В совместной работе — общественной с Эфроном, и литературной — с Мариной Ивановной, мы понимали друг друга с полуслова. Может быть, понемногу преклонение мое перед Мариной Ивановной, как перед выдающейся поэтессой и блестяще образованной, острого, мужского ума женщиной (Сафо! Жорж Санд! София Ковалевская!) окрасилось и восполнилось изнутри, незаметно и незнаемо для меня самого, примесью чувства более нежного, более личного, более интимного, — не могу отрицать. Но если и так, то не могло быть привязанности более духовной, более целомудренной, более любовно-бескорыстной, чем эта привязанность моя к необыкновенной женщине. Не знаю, чувствовала ли она ее. Может быть, нет. Но не ошибусь, если скажу, что муж поэтессы внутренне ценил мое отношение к ней, тем более что среди русской пражской грубо-бесцеремонной и «праздноболтающей» толпы ему, — если не прямо, так косвенно, — приходилось то и дело встречаться с нелепыми, предубежденными, поверхностными или завистливо-недоброжелательными отзывами о его жене — писательнице.
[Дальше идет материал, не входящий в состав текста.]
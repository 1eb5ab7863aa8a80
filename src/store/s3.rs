use async_trait::async_trait;
use aws_credential_types::provider::error::CredentialsError;
use aws_sdk_s3::config::http::HttpResponse;
use aws_sdk_s3::error::{ProvideErrorMetadata, SdkError};
use aws_sdk_s3::Client;
use std::error::Error;
use futures::stream::BoxStream;
use tracing::debug;

use super::{classify, FailureKind, ObjectStore, StoreError};

/// A single bucket reached through the S3 API. Works against AWS, MinIO and
/// the Google Cloud Storage interoperability endpoint.
pub struct S3Store {
    client: Client,
    bucket: String,
}

impl S3Store {
    pub fn new(client: Client, bucket: impl Into<String>) -> Self {
        Self {
            client,
            bucket: bucket.into(),
        }
    }
}

fn failure_of<E>(err: &SdkError<E, HttpResponse>) -> FailureKind
where
    E: ProvideErrorMetadata + Error + 'static,
{
    if credentials_unavailable(err) {
        return FailureKind::Authentication;
    }
    let status = err.raw_response().map(|response| response.status().as_u16());
    classify(err.code(), status)
}

/// True when the request never left the client because no credentials could
/// be resolved. The SDK reports this as a dispatch failure with neither a
/// service code nor a response.
fn credentials_unavailable(err: &(dyn Error + 'static)) -> bool {
    let mut current = Some(err);
    while let Some(err) = current {
        if err.is::<CredentialsError>() {
            return true;
        }
        current = err.source();
    }
    false
}

#[async_trait]
impl ObjectStore for S3Store {
    fn list<'a>(&'a self, prefix: &'a str) -> BoxStream<'a, Result<String, StoreError>> {
        let mut pages = self
            .client
            .list_objects_v2()
            .bucket(&self.bucket)
            .prefix(prefix)
            .into_paginator()
            .send();

        Box::pin(async_stream::stream! {
            let mut page_number = 0usize;
            while let Some(page) = pages.next().await {
                let page = match page {
                    Ok(page) => page,
                    Err(err) => {
                        let kind = failure_of(&err);
                        yield Err(StoreError::listing(&self.bucket, kind, Box::new(err)));
                        break;
                    }
                };
                page_number += 1;
                debug!(page = page_number, objects = page.contents().len(), "listed page");
                for object in page.contents() {
                    if let Some(key) = object.key() {
                        yield Ok(key.to_string());
                    }
                }
            }
        })
    }

    async fn delete(&self, key: &str) -> Result<(), StoreError> {
        self.client
            .delete_object()
            .bucket(&self.bucket)
            .key(key)
            .send()
            .await
            .map_err(|err| StoreError::DeleteFailure {
                key: key.to_string(),
                source: Box::new(err),
            })?;
        Ok(())
    }
}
Они говорили между собой на «вы»: «вы — Сережа», «вы — Марина». Кому это нравилось, кому нет. Во мне этот своеобразный обычай вызывал почтение.
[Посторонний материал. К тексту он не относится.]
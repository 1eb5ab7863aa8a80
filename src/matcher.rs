/// The file being hunted for: a name that may sit directly under `prefix`
/// or as the last path segment of any deeper key.
#[derive(Debug, Clone, PartialEq, Eq)]
pub struct Target {
    prefix: String,
    filename: String,
    exact_key: String,
    suffix: String,
}

impl Target {
    pub fn new(prefix: &str, filename: &str) -> Self {
        Self {
            prefix: prefix.to_string(),
            filename: filename.to_string(),
            exact_key: format!("{prefix}{filename}"),
            suffix: format!("/{filename}"),
        }
    }

    pub fn prefix(&self) -> &str {
        &self.prefix
    }

    pub fn filename(&self) -> &str {
        &self.filename
    }

    /// Exact name match only. `uploads/cat.jpgx` and `uploads/xcat.jpg` do
    /// not match `cat.jpg`.
    pub fn matches(&self, key: &str) -> bool {
        key == self.exact_key || key.ends_with(&self.suffix)
    }
}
«…День, в которой я вас не видал, день, который я провел не вместе с вами, я считаю потерянным», — писал временно уехавший из дому Сергей Марине. Эту, и только эту, фразу я совершенно случайно прочел в одном письме Сергея Яковлевича к Марине Ивановне, подняв это письмо на полу кладовой чужой квартиры, откуда я должен был, по просьбе Эфронов, тогда уже переехавших в Париж, выслать им из Чехии чемодан с их вещами… Таким же сильным, постоянным чувством платила своему мужу Марина Ивановна. И это — несмотря на разницу их политических симпатий и настроений. Эфрон, юношей затянутый в гражданскую войну, участник корниловского «ледяного похода», за границей заинтересовался социалистическими идеями, понял грандиозный характер пережитого Родиной социально-революционного переворота и в журнальчике «Своими путями», издававшемся им вместе с Антиповым, Воеводиным и другими публицистами из молодежи, усердно отмечал все положительное и прекрасное в жизни Советского Союза. Правда, интерес к идеям коммунизма сливался у него с интересом к народившемуся за рубежом учению о «Евразии», но я легко себе представлял, как эти понятия — колоссального СССР и огромной, охватывающей два континента Евразии, сливаются воедино в представлении Эфрона, привыкшего мыслить в рамках или, вернее, в размахе грандиозных национальных идеалов.